McMaster University

McMaster University

Faculty of
Health Sciences

Microsoft Excel-based algorithm predicts cancer prognosis

Published: August 9, 2010
John Hassell
John Hassell, professor in the Department of Biochemistry and Biomedical Sciences and director of the Centre for Functional Genomics

Predicting breast cancer prognosis no longer requires specialized software or extensive bioinformatics training. Researchers from McMaster University have developed a new system that uses Microsoft Excel to forecast the long-term outcomes of patients with malignant breast tumours.

Robin Hallett, a PhD student working under the supervision of McMaster molecular biologist John Hassell, has developed an algorithm to identify genes that are useful in predicting breast cancer outcomes.

The finding, published in the Journal of Experimental & Clinical Cancer Research, will enable researchers to input their gene expression profiling data into the common spreadsheet program Excel to predict specific characteristics of disease, including the likelihood of surviving breast cancer.

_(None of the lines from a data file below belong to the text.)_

//! Error types for the logging engine

pub type Result<T> = std::result::Result<T, LoggerError>;

#[derive(Debug, thiserror::Error)]
pub enum LoggerError {
    /// IO error with context
    #[error("IO error while {operation}: {message}")]
    IoOperation {
        operation: String,
        message: String,
        #[source]
        source: std::io::Error,
    },

    /// Generic IO error
    #[error("IO error: {0}")]
    IoError(#[from] std::io::Error),

    /// JSON serialization error
    #[error("JSON error: {0}")]
    JsonError(#[from] serde_json::Error),

    /// SQLite error raised by the database handler
    #[cfg(feature = "database")]
    #[error("Database error: {0}")]
    DatabaseError(#[from] rusqlite::Error),

    /// Invalid configuration with details
    #[error("Invalid configuration for {component}: {message}")]
    InvalidConfiguration { component: String, message: String },

    /// Category pattern that does not compile
    #[error("Invalid category pattern '{pattern}': {source}")]
    InvalidPattern {
        pattern: String,
        #[source]
        source: regex::Error,
    },

    /// Level name that does not map to a `LogLevel`
    #[error("Invalid log level: '{0}'")]
    InvalidLevel(String),

    /// Handler or filter type tag with no registered builder
    #[error("Unknown {kind} type '{type_name}'")]
    UnknownComponent { kind: String, type_name: String },

    /// File handler error with path
    #[error("File handler error for '{path}': {message}")]
    FileHandlerError { path: String, message: String },

    /// File rotation error
    #[error("File rotation failed for '{path}': {message}")]
    FileRotationError { path: String, message: String },

    /// Formatter error with format type
    #[error("Formatter error ({format_type}): {message}")]
    FormatterError {
        format_type: String,
        message: String,
    },

    /// Removal target is not registered
    #[error("{kind} '{name}' is not registered")]
    NotFound { kind: String, name: String },

    /// Operation that is deliberately not supported
    #[error("Operation not supported: {operation}")]
    Unsupported { operation: String },

    /// Generic error
    #[error("{0}")]
    Other(String),
}

impl LoggerError {
    /// Create an IO operation error with context
    pub fn io_operation(
        operation: impl Into<String>,
        message: impl Into<String>,
        source: std::io::Error,
    ) -> Self {
        LoggerError::IoOperation {
            operation: operation.into(),
            message: message.into(),
            source,
        }
    }

    /// Create an invalid configuration error
    pub fn config(component: impl Into<String>, message: impl Into<String>) -> Self {
        LoggerError::InvalidConfiguration {
            component: component.into(),
            message: message.into(),
        }
    }

    /// Create an invalid pattern error
    pub fn pattern(pattern: impl Into<String>, source: regex::Error) -> Self {
        LoggerError::InvalidPattern {
            pattern: pattern.into(),
            source,
        }
    }

    /// Create an unknown component error
    pub fn unknown_component(kind: impl Into<String>, type_name: impl Into<String>) -> Self {
        LoggerError::UnknownComponent {
            kind: kind.into(),
            type_name: type_name.into(),
        }
    }

    /// Create a file handler error
    pub fn file_handler(path: impl Into<String>, message: impl Into<String>) -> Self {
        LoggerError::FileHandlerError {
            path: path.into(),
            message: message.into(),
        }
    }

    /// Create a file rotation error
    pub fn file_rotation(path: impl Into<String>, message: impl Into<String>) -> Self {
        LoggerError::FileRotationError {
            path: path.into(),
            message: message.into(),
        }
    }

    /// Create a formatter error
    pub fn formatter(format_type: impl Into<String>, message: impl Into<String>) -> Self {
        LoggerError::FormatterError {
            format_type: format_type.into(),
            message: message.into(),
        }
    }

    /// Create a not-found error for a removal target
    pub fn not_found(kind: impl Into<String>, name: impl Into<String>) -> Self {
        LoggerError::NotFound {
            kind: kind.into(),
            name: name.into(),
        }
    }

    /// Create an unsupported operation error
    pub fn unsupported(operation: impl Into<String>) -> Self {
        LoggerError::Unsupported {
            operation: operation.into(),
        }
    }

    /// Create a generic error
    pub fn other<S: Into<String>>(msg: S) -> Self {
        LoggerError::Other(msg.into())
    }
}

Currently, there are two predictive tests in the United States (one experimental and the other approved by the FDA) that determine prognosis for breast cancer patients. The tests can be used to identify patients who will or will not benefit from chemotherapy. Findings from the National Surgical Adjuvant Breast and Bowel Project have shown that roughly 80 per cent of breast cancer patients would derive little benefit from adjuvant chemotherapy after surgery, yet still suffer the side effects of the treatment.

"Most biologists are limited by their abilities at running these complicated software programs," said Hallett, a molecular biologist with an interest in bioinformatics. "The point here was to make something a lot more user friendly, but still produce the same kind of predictive accuracy as the more sophisticated and computer-intensive techniques."

The researchers used gene expression profiles from a total of 295 patients with stage I or stage II breast cancer, as well as clinical data relating to their survival. They then split the patients into two groups – one to "train" the Excel-based algorithm and the other one to validate it.

Based on results from the first group of 144 patients, the researchers used the top 20 genes whose expression levels correlated with patient survival or patient death. Using that data, they established a model (also known as a gene expression signature) that predicted good or poor prognosis. The algorithm was then validated using the second group of 151 patients.

The researchers found the Excel-based algorithm had slightly higher overall predictive accuracy than other predictive tests currently available.

"Our algorithm produces prediction models with comparable accuracy to other feature selection techniques while having generally better accessibility and usability for biological and biomedical research scientists," said Hassell, a professor in the Department of Biochemistry and Biomedical Sciences and director of the Centre for Functional Genomics at McMaster.

"This algorithm derives a very simple gene signature that predicts whether breast cancer patients have a good or bad prognosis. That, in turn, can indicate whether these patients receive chemotherapy or not."

Hallett said the algorithm can also be applied to other fields where gene expression profiling data is available.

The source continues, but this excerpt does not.